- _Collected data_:
•••••

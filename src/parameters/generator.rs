use rand::SeedableRng;
use rand_chacha::ChaCha8Rng;

use crate::config::types::{BaselineCorrelationRule, SimulationConfig};
use crate::distribution::{SamplePool, Sampler};
use crate::error::AmdsimErr;
use crate::patient::types::PatientCharacteristics;
use crate::progression::error::InvariantErr;
use crate::progression::types::DiagnosticCounters;
use crate::streams::pool_seed;

/// Floor for multiplier draws; extreme draws from legitimate distributions
/// are clamped, not raised.
const MIN_MULTIPLIER: f64 = 1e-6;

const N_PARAMETERS: usize = 4;

/// Produces a fully populated [`PatientCharacteristics`] from a patient's
/// assigned trajectory class and baseline vision. Draws in a fixed order
/// from the patient's dedicated parameter stream, or from pre-sampled pools
/// when the configuration asks for them.
pub struct ParameterGenerator {
    classes: Vec<ClassParameterModel>,
    correlation: Option<BaselineCorrelationRule>,
    vision_ceiling: f64,
}

struct ClassParameterModel {
    name: String,
    samplers: [Sampler; N_PARAMETERS],
    pools: Option<[SamplePool; N_PARAMETERS]>,
}

impl ClassParameterModel {
    fn draw(&self, parameter: usize, patient_id: u64, rng: &mut ChaCha8Rng) -> f64 {
        match &self.pools {
            Some(pools) => pools[parameter].get(patient_id),
            None => self.samplers[parameter].sample(rng),
        }
    }
}

impl ParameterGenerator {
    pub fn new(config: &SimulationConfig) -> Result<ParameterGenerator, AmdsimErr> {
        let mut classes = Vec::with_capacity(config.trajectory_classes.len());
        for (class_index, class) in config.trajectory_classes.iter().enumerate() {
            let mut samplers = Vec::with_capacity(N_PARAMETERS);
            for (_, spec) in class.distributions.iter_named() {
                samplers.push(Sampler::new(spec)?);
            }
            let samplers: [Sampler; N_PARAMETERS] =
                samplers.try_into().expect("exactly four parameter samplers");

            let pools = match config.parameter_pool_size {
                Some(size) => {
                    let mut pools = Vec::with_capacity(N_PARAMETERS);
                    for (parameter, sampler) in samplers.iter().enumerate() {
                        let mut rng = ChaCha8Rng::seed_from_u64(pool_seed(
                            config.seed,
                            class_index,
                            parameter,
                        ));
                        pools.push(SamplePool::generate(sampler, &mut rng, size));
                    }
                    let pools: [SamplePool; N_PARAMETERS] =
                        pools.try_into().expect("exactly four parameter pools");
                    Some(pools)
                }
                None => None,
            };

            classes.push(ClassParameterModel {
                name: class.name.clone(),
                samplers,
                pools,
            });
        }
        Ok(ParameterGenerator {
            classes,
            correlation: config.baseline_correlation,
            vision_ceiling: config.vision_ceiling,
        })
    }

    pub fn generate(
        &self,
        class_index: usize,
        patient_id: u64,
        baseline_vision: f64,
        rng: &mut ChaCha8Rng,
        counters: &mut DiagnosticCounters,
    ) -> Result<PatientCharacteristics, AmdsimErr> {
        let class = match self.classes.get(class_index) {
            Some(c) => c,
            None => {
                return Err(InvariantErr::UnknownTrajectoryClass { index: class_index }.into());
            }
        };

        //----------------------------------------
        // Raw draws, fixed order
        let mut treatment_effect = class.draw(0, patient_id, rng);
        let mut progression = class.draw(1, patient_id, rng);
        let mut resistance = class.draw(2, patient_id, rng);
        let offset = class.draw(3, patient_id, rng);

        //----------------------------------------
        // Guard extreme draws
        if treatment_effect < MIN_MULTIPLIER {
            treatment_effect = MIN_MULTIPLIER;
            counters.multiplier_clamped += 1;
        }
        if progression < MIN_MULTIPLIER {
            progression = MIN_MULTIPLIER;
            counters.multiplier_clamped += 1;
        }
        if !(0.0..=1.0).contains(&resistance) {
            resistance = resistance.clamp(0.0, 1.0);
            counters.resistance_clamped += 1;
        }

        //----------------------------------------
        // Deterministic baseline-vision correlation, applied once
        if let Some(rule) = &self.correlation
            && baseline_vision > rule.baseline_threshold
        {
            treatment_effect *= rule.treatment_effect_factor;
            progression *= rule.progression_factor;
        }

        let max_achievable_vision = (baseline_vision + offset).min(self.vision_ceiling);

        Ok(PatientCharacteristics {
            class_index,
            class_name: class.name.clone(),
            treatment_effect_multiplier: treatment_effect,
            disease_progression_multiplier: progression,
            resistance_rate: resistance,
            max_achievable_vision,
        })
    }
}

•••••

In how many lines of the data does the string "order" appear? Only the number should be given.

- _SOLUTION TO THIS PROBLEM_: 2